What is required »
Work out how many lines in the records below include the string "MemoryGrantStore", and reply with that number alone.

Given data »
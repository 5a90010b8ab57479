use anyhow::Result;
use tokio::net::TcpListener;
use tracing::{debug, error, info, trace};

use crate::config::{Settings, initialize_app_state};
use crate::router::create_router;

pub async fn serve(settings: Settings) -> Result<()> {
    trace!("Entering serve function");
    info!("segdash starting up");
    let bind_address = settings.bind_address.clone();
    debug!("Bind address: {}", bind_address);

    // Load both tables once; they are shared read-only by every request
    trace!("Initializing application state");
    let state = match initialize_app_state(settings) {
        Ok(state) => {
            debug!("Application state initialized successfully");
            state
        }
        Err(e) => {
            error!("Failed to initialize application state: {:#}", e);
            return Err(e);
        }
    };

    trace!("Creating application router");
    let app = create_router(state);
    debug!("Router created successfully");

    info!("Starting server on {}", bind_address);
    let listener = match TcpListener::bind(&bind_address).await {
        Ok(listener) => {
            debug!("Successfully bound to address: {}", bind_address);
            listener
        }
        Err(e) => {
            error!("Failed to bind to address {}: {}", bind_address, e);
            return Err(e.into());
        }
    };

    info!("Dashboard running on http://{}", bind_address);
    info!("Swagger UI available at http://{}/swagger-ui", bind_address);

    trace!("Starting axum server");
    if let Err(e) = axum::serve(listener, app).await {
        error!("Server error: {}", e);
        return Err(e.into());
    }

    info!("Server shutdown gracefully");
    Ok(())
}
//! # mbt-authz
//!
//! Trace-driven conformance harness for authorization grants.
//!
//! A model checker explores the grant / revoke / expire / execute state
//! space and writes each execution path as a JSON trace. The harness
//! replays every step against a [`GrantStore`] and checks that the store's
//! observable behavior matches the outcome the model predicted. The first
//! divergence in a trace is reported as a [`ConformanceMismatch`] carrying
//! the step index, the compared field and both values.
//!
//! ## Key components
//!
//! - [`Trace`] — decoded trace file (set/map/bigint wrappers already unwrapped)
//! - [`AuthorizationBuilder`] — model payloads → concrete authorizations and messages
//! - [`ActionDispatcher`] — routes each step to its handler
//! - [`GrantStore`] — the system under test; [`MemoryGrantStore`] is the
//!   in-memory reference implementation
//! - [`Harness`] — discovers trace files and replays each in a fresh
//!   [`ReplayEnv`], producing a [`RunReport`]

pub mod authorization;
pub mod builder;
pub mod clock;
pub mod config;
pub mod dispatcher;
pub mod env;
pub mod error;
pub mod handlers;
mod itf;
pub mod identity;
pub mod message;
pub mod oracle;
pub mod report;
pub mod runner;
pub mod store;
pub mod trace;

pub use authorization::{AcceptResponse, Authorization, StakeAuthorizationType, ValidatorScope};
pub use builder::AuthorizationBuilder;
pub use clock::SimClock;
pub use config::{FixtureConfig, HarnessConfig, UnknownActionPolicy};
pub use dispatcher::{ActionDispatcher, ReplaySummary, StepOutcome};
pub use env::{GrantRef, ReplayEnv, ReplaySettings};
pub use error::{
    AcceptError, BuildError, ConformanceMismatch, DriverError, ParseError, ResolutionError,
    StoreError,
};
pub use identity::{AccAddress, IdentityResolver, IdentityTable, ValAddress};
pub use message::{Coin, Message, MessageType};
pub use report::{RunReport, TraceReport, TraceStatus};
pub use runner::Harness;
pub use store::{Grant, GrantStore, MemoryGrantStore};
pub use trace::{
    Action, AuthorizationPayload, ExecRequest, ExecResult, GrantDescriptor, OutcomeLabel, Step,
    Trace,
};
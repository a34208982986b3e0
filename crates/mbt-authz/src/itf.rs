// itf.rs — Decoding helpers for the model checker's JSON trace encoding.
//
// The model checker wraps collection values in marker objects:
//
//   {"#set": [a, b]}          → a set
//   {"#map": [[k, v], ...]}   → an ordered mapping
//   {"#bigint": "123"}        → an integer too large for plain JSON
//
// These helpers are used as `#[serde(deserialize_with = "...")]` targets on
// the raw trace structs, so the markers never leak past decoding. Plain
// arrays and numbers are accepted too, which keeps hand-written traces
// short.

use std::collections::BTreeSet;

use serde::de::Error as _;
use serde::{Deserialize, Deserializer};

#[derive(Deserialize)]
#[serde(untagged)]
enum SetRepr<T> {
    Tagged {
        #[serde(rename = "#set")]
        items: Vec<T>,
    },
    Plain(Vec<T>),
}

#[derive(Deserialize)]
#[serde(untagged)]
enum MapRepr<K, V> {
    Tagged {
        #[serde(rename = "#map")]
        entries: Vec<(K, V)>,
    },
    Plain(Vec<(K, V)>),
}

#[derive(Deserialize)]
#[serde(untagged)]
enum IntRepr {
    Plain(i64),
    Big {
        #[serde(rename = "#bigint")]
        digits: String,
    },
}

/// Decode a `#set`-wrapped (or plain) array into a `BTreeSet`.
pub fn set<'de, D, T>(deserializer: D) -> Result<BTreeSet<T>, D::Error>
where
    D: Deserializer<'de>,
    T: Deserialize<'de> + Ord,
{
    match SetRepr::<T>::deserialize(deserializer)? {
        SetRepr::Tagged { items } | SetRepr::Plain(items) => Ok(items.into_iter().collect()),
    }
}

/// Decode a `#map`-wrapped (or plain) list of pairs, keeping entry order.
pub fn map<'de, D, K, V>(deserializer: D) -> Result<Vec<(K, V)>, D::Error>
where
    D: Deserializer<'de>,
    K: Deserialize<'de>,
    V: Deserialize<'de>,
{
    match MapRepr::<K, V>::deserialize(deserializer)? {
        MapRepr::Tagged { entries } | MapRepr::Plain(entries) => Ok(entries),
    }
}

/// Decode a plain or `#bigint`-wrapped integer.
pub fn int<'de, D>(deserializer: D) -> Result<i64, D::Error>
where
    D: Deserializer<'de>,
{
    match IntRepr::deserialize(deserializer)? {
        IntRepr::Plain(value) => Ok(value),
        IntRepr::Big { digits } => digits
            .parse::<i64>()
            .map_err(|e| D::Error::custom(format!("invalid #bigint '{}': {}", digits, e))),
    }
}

Response to this exercise »
2